» WHAT THE TASK REQUIRES: Only the lines from the start of the material through the line containing "searches try them." are to be extracted, exactly as they appear.

[[ SUPPLIED DATA, beginning ]]

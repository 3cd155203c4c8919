//! Uninformed searches. They are slow past a handful of moves and exist to
//! cross-check the heuristic search on short scrambles.

use super::SolverError;
use crate::{
    puzzle::{CubeState, Move},
    start, success, working,
};
use fxhash::FxHashSet;
use log::{debug, info};
use std::{collections::VecDeque, time::Instant};

/// Consecutive turns of one face can always be merged into at most one, so
/// none of the searches try them.
fn follows(previous: Option<Move>, move_: Move) -> bool {
    previous.is_none_or(|previous| previous.face != move_.face)
}

/// Depth first search with a fixed depth limit. Returns the first solution it
/// comes across, which is not necessarily the shortest.
pub struct DfsSolver {
    max_depth: usize,
}

impl Default for DfsSolver {
    fn default() -> Self {
        Self { max_depth: 8 }
    }
}

impl DfsSolver {
    pub fn new() -> Self {
        Self::default()
    }

    #[must_use]
    pub fn with_max_depth(mut self, max_depth: usize) -> Self {
        self.max_depth = max_depth;
        self
    }

    /// # Errors
    ///
    /// `MaxSolutionLengthExceeded` if no sequence of at most `max_depth`
    /// moves solves `state`.
    pub fn solve<C: CubeState>(&self, state: &C) -> Result<Vec<Move>, SolverError> {
        info!(start!("Depth first search up to depth {}"), self.max_depth);
        let start = Instant::now();
        let mut state = state.clone();
        let mut path = Vec::with_capacity(self.max_depth);
        let mut nodes_visited = 0;

        if dfs(&mut state, &mut path, self.max_depth, &mut nodes_visited) {
            info!(
                success!("Solution of length {} found in {:.3}s after {} nodes"),
                path.len(),
                start.elapsed().as_secs_f64(),
                nodes_visited
            );
            Ok(path)
        } else {
            Err(SolverError::MaxSolutionLengthExceeded)
        }
    }
}

/// Applies and undoes moves on `state` in place, leaving the solution in
/// `path` when it returns true.
fn dfs<C: CubeState>(
    state: &mut C,
    path: &mut Vec<Move>,
    remaining: usize,
    nodes_visited: &mut u64,
) -> bool {
    *nodes_visited += 1;
    if state.is_solved() {
        return true;
    }
    if remaining == 0 {
        return false;
    }
    for move_ in Move::ALL {
        if !follows(path.last().copied(), move_) {
            continue;
        }
        state.apply_move(move_);
        path.push(move_);
        if dfs(state, path, remaining - 1, nodes_visited) {
            return true;
        }
        path.pop();
        state.apply_move(move_.inverse());
    }
    false
}

/// Runs `DfsSolver` with depth limits 0, 1, 2, ... so the first solution found
/// is a shortest one.
pub struct IddfsSolver {
    max_depth: usize,
}

impl Default for IddfsSolver {
    fn default() -> Self {
        Self { max_depth: 7 }
    }
}

impl IddfsSolver {
    pub fn new() -> Self {
        Self::default()
    }

    #[must_use]
    pub fn with_max_depth(mut self, max_depth: usize) -> Self {
        self.max_depth = max_depth;
        self
    }

    /// # Errors
    ///
    /// `MaxSolutionLengthExceeded` if no sequence of at most `max_depth`
    /// moves solves `state`.
    pub fn solve<C: CubeState>(&self, state: &C) -> Result<Vec<Move>, SolverError> {
        info!(start!("Iterative deepening up to depth {}"), self.max_depth);
        let start = Instant::now();
        let mut state = state.clone();
        let mut path = Vec::with_capacity(self.max_depth);

        for depth in 0..=self.max_depth {
            let depth_start = Instant::now();
            let mut nodes_visited = 0;
            let found = dfs(&mut state, &mut path, depth, &mut nodes_visited);
            debug!(
                working!("Depth {} traversed {} nodes in {:.3}s"),
                depth,
                nodes_visited,
                depth_start.elapsed().as_secs_f64()
            );
            if found {
                info!(
                    success!("Solution of length {} found in {:.3}s"),
                    path.len(),
                    start.elapsed().as_secs_f64()
                );
                return Ok(path);
            }
        }
        Err(SolverError::MaxSolutionLengthExceeded)
    }
}

/// Breadth first search over every reachable state, remembering each one so
/// it is expanded once. Memory grows with the number of states within the
/// solution length, so keep scrambles short.
#[derive(Default)]
pub struct BfsSolver {
    max_depth: Option<usize>,
}

struct BfsNode<C> {
    state: C,
    depth: usize,
    parent: Option<(usize, Move)>,
}

impl BfsSolver {
    pub fn new() -> Self {
        Self::default()
    }

    #[must_use]
    pub fn with_max_depth(mut self, max_depth: usize) -> Self {
        self.max_depth = Some(max_depth);
        self
    }

    /// # Errors
    ///
    /// `MaxSolutionLengthExceeded` if the depth limit stopped the search, and
    /// `SolutionDoesNotExist` if every reachable state was visited without
    /// finding the solved one.
    pub fn solve<C: CubeState>(&self, state: &C) -> Result<Vec<Move>, SolverError> {
        info!(start!("Breadth first search"));
        let start = Instant::now();

        let mut nodes = vec![BfsNode {
            state: state.clone(),
            depth: 0,
            parent: None,
        }];
        let mut visited = FxHashSet::default();
        visited.insert(state.clone());
        let mut queue = VecDeque::from([0]);
        let mut cut_off = false;
        let mut layer = 0;

        while let Some(index) = queue.pop_front() {
            let node = &nodes[index];
            if node.state.is_solved() {
                let solution = bfs_solution(&nodes, index);
                info!(
                    success!("Solution of length {} found in {:.3}s after visiting {} states"),
                    solution.len(),
                    start.elapsed().as_secs_f64(),
                    visited.len()
                );
                return Ok(solution);
            }
            if node.depth > layer {
                layer = node.depth;
                debug!(working!("Reached depth {} with {} states"), layer, visited.len());
            }
            if self.max_depth.is_some_and(|max_depth| node.depth >= max_depth) {
                cut_off = true;
                continue;
            }

            let state = node.state.clone();
            let depth = node.depth + 1;
            let previous = node.parent.map(|(_, move_)| move_);
            for move_ in Move::ALL {
                if !follows(previous, move_) {
                    continue;
                }
                let next = state.with_move(move_);
                if visited.contains(&next) {
                    continue;
                }
                visited.insert(next.clone());
                queue.push_back(nodes.len());
                nodes.push(BfsNode {
                    state: next,
                    depth,
                    parent: Some((index, move_)),
                });
            }
        }

        if cut_off {
            Err(SolverError::MaxSolutionLengthExceeded)
        } else {
            Err(SolverError::SolutionDoesNotExist)
        }
    }
}

fn bfs_solution<C>(nodes: &[BfsNode<C>], mut index: usize) -> Vec<Move> {
    let mut moves = vec![];
    while let Some((parent, move_)) = nodes[index].parent {
        moves.push(move_);
        index = parent;
    }
    moves.reverse();
    moves
}

#[cfg(test)]
mod tests {
    use super::*;
    use crate::puzzle::{
        bitboard::BitboardCube, facelet::FaceletCube, format_moves, random_moves,
        tests::apply_moves,
    };

    fn assert_solves<C: CubeState>(state: &C, solution: &[Move]) {
        let mut solved = state.clone();
        solved.apply_moves(solution);
        assert!(solved.is_solved(), "{}", format_moves(solution));
    }

    fn shortest_solutions_agree<C: CubeState>() {
        let mut rng = fastrand::Rng::with_seed(11);
        for _ in 0..8 {
            let scramble = random_moves(&mut rng, 3);
            let mut state = C::solved();
            state.apply_moves(&scramble);

            let iddfs = IddfsSolver::new().with_max_depth(3).solve(&state).unwrap();
            let bfs = BfsSolver::new().solve(&state).unwrap();
            assert_solves(&state, &iddfs);
            assert_solves(&state, &bfs);
            assert_eq!(iddfs.len(), bfs.len(), "{}", format_moves(&scramble));
            assert!(iddfs.len() <= scramble.len());
        }
    }

    #[test_log::test]
    fn test_shortest_solutions_agree() {
        shortest_solutions_agree::<BitboardCube>();
        shortest_solutions_agree::<FaceletCube>();
    }

    #[test]
    fn test_solved_needs_no_moves() {
        let state = BitboardCube::solved();
        assert_eq!(DfsSolver::new().solve(&state), Ok(vec![]));
        assert_eq!(IddfsSolver::new().solve(&state), Ok(vec![]));
        assert_eq!(BfsSolver::new().solve(&state), Ok(vec![]));
        assert_eq!(
            IddfsSolver::new().with_max_depth(0).solve(&state),
            Ok(vec![])
        );
    }

    #[test]
    fn test_single_move_is_inverted() {
        for move_ in Move::ALL {
            let state = BitboardCube::solved().with_move(move_);
            assert_eq!(
                IddfsSolver::new().solve(&state),
                Ok(vec![move_.inverse()])
            );
            assert_eq!(BfsSolver::new().solve(&state), Ok(vec![move_.inverse()]));
        }
    }

    #[test_log::test]
    fn test_dfs_finds_a_solution_within_its_limit() {
        let state = apply_moves(&BitboardCube::solved(), "R U'", 1);
        let solution = DfsSolver::new().with_max_depth(3).solve(&state).unwrap();
        assert!(solution.len() <= 3);
        assert_solves(&state, &solution);
    }

    #[test]
    fn test_depth_limit_exceeded() {
        let state = apply_moves(&FaceletCube::solved(), "R U F", 1);
        assert_eq!(
            DfsSolver::new().with_max_depth(2).solve(&state),
            Err(SolverError::MaxSolutionLengthExceeded)
        );
        assert_eq!(
            IddfsSolver::new().with_max_depth(2).solve(&state),
            Err(SolverError::MaxSolutionLengthExceeded)
        );
        assert_eq!(
            BfsSolver::new().with_max_depth(2).solve(&state),
            Err(SolverError::MaxSolutionLengthExceeded)
        );
        assert_eq!(
            IddfsSolver::new().with_max_depth(3).solve(&state).unwrap().len(),
            3
        );
    }

    #[test]
    fn test_same_face_turns_are_not_repeated() {
        assert!(follows(None, Move::ALL[0]));
        for a in Move::ALL {
            for b in Move::ALL {
                assert_eq!(follows(Some(a), b), a.face != b.face);
            }
        }
    }
}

[[ SUPPLIED DATA, end ]]

» WRITTEN ANSWER:
repository 3cd155203c4c8919
//! Uninformed searches. They are slow past a handful of moves and exist to
//! cross-check the heuristic search on short scrambles.

use super::SolverError;
use crate::{
    puzzle::{CubeState, Move},
    start, success, working,
};
use fxhash::FxHashSet;
use log::{debug, info};
use std::{collections::VecDeque, time::Instant};

/// Consecutive turns of one face can always be merged into at most one, so
/// none of the searches try them.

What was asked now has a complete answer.